Daniel J. Lenerz, Assistant United States Attorney, argued the cause for the appellee. Elizabeth Trosman and John P. Mannarino, Assistant United States Attorneys, were with him on the brief.

Before: Henderson and Millett, Circuit Judges, and Sentelle, Senior Circuit Judge.

Karen LeCraft Henderson

, Circuit Judge:

“The essence of parole is release from prison, before the completion of sentence, on the condition that the prisoner abide by certain rules during the balance of the sentence.” Morrissey v. Brewer , 408 U.S. 471, 477, 92 S.Ct. 2593, 33 L.Ed.2d 484 (1972)

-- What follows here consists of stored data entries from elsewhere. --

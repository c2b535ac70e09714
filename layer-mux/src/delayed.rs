//! Queue of requests waiting out a backoff before being resent.

use std::collections::VecDeque;
use std::time::Duration;

use tokio::time::Instant;

use crate::request::RequestId;

/// Ascending `(request_id, send_at)` list. A request appears at most once.
#[derive(Debug, Default)]
pub(crate) struct DelayedQueue {
    entries: VecDeque<(RequestId, Instant)>,
}

impl DelayedQueue {
    pub(crate) fn new() -> Self { Self::default() }

    /// Schedule `id` for `at`, replacing any earlier schedule for it.
    ///
    /// Returns `true` when the earliest deadline changed, i.e. the timer
    /// must be re-armed.
    pub(crate) fn schedule(&mut self, id: RequestId, at: Instant) -> bool {
        let front = self.next_deadline();
        self.remove(id);
        let pos = self.entries.partition_point(|&(_, t)| t <= at);
        self.entries.insert(pos, (id, at));
        self.next_deadline() != front
    }

    /// Queue `id` right behind `after`, sharing its deadline. Returns `false`
    /// if `after` is not queued.
    pub(crate) fn insert_after(&mut self, id: RequestId, after: RequestId) -> bool {
        if id == after {
            return false;
        }
        self.remove(id);
        let Some(pos) = self.entries.iter().position(|&(r, _)| r == after) else {
            return false;
        };
        let at = self.entries[pos].1;
        self.entries.insert(pos + 1, (id, at));
        true
    }

    pub(crate) fn remove(&mut self, id: RequestId) -> bool {
        match self.entries.iter().position(|&(r, _)| r == id) {
            Some(pos) => {
                self.entries.remove(pos);
                true
            }
            None => false,
        }
    }

    pub(crate) fn contains(&self, id: RequestId) -> bool {
        self.entries.iter().any(|&(r, _)| r == id)
    }

    /// Time left until `id` is resent.
    pub(crate) fn remaining(&self, id: RequestId, now: Instant) -> Option<Duration> {
        self.entries
            .iter()
            .find(|&&(r, _)| r == id)
            .map(|&(_, at)| at.saturating_duration_since(now))
    }

    pub(crate) fn next_deadline(&self) -> Option<Instant> {
        self.entries.front().map(|&(_, at)| at)
    }

    /// Remove and return every request due at `now`, in queue order.
    pub(crate) fn pop_due(&mut self, now: Instant) -> Vec<RequestId> {
        let mut due = Vec::new();
        while let Some(&(id, at)) = self.entries.front() {
            if at > now {
                break;
            }
            self.entries.pop_front();
            due.push(id);
        }
        due
    }

    pub(crate) fn clear(&mut self) { self.entries.clear() }

    pub(crate) fn len(&self) -> usize { self.entries.len() }
}
#[derive(Clone, Copy, Debug, PartialEq, Eq)]
pub(crate) enum Backoff {
    Transport,
    Flood(u32),
    PremiumFlood(u32),
    Slowmode(u32),
}

#[derive(Clone, Copy, Debug, PartialEq, Eq)]
pub(crate) enum ErrorClass {
    Migrate(DcId),
    Backoff(Backoff),
    Unauthorized { bad_guest: bool },
    ConnectionNotInited,
    LangCodeInvalid,
    MsgWait,
    Frozen,
    Other,
}

/// Decide how `error` is handled. `bad_guest_tried` tells whether this
/// request already went through re-authorization for `FILE_ID_INVALID`.
pub(crate) fn classify(error: &RpcError, bad_guest_tried: bool) -> ErrorClass {
    let name = error.name.as_str();
    match (name, error.value) {
        ("FILE_MIGRATE" | "PHONE_MIGRATE" | "NETWORK_MIGRATE" | "USER_MIGRATE", Some(dc)) => {
            return ErrorClass::Migrate(dc as DcId);
        }
        ("FLOOD_WAIT", Some(secs)) => return ErrorClass::Backoff(Backoff::Flood(secs)),
        ("FLOOD_PREMIUM_WAIT", Some(secs)) => return ErrorClass::Backoff(Backoff::PremiumFlood(secs)),
        ("SLOWMODE_WAIT", Some(secs)) if secs < SLOWMODE_MAX_WAIT => {
            return ErrorClass::Backoff(Backoff::Slowmode(secs));
        }
        _ => {}
    }
    if error.is_transport() {
        return ErrorClass::Backoff(Backoff::Transport);
    }

    let bad_guest = error.code == 400 && name == "FILE_ID_INVALID";
    if (error.code == 401 && error.full_name() != "AUTH_KEY_PERM_EMPTY") || (bad_guest && !bad_guest_tried) {
        return ErrorClass::Unauthorized { bad_guest };
    }

    match name {
        "CONNECTION_NOT_INITED" | "CONNECTION_LAYER_INVALID" => ErrorClass::ConnectionNotInited,
        "CONNECTION_LANG_CODE_INVALID" => ErrorClass::LangCodeInvalid,
        "MSG_WAIT_TIMEOUT" | "MSG_WAIT_FAILED" => ErrorClass::MsgWait,
        "FROZEN_METHOD_INVALID" => ErrorClass::Frozen,
        _ => ErrorClass::Other,
    }
}

// ─── AuthWaiters ─────────────────────────────────────────────────────────────

/// Requests parked until an authorization is copied to their DC.
#[derive(Default)]
pub(crate) struct AuthWaiters {
    waiters:   HashMap<DcId, Vec<(RequestId, RpcError)>>,
    bad_guest: HashSet<RequestId>,
}

impl AuthWaiters {
    pub(crate) fn is_waiting(&self, id: RequestId) -> bool {
        self.waiters.values().any(|list| list.iter().any(|(w, _)| *w == id))
    }

    /// Park `id`; `true` when it is the first waiter for `dc_id`.
    fn push(&mut self, dc_id: DcId, id: RequestId, error: RpcError) -> bool {
        let list = self.waiters.entry(dc_id).or_default();
        list.push((id, error));
        list.len() == 1
    }

    fn take(&mut self, dc_id: DcId) -> Vec<(RequestId, RpcError)> {
        self.waiters.remove(&dc_id).unwrap_or_default()
    }

    pub(crate) fn clear(&mut self) {
        self.waiters.clear();
        self.bad_guest.clear();
    }
}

. But what if the parolee breaks the rules? More specifically, what happens if he commits a new offense? In the federal system, the United States Parole Commission (Commission) can revoke the offender's parole and order that he serve all or some of the remaining sentence in prison. The Commission can also retrospectively deny him credit for the time he has served on parole—his “street time”—so that his remaining sentence is the same as it was when he was released on parole.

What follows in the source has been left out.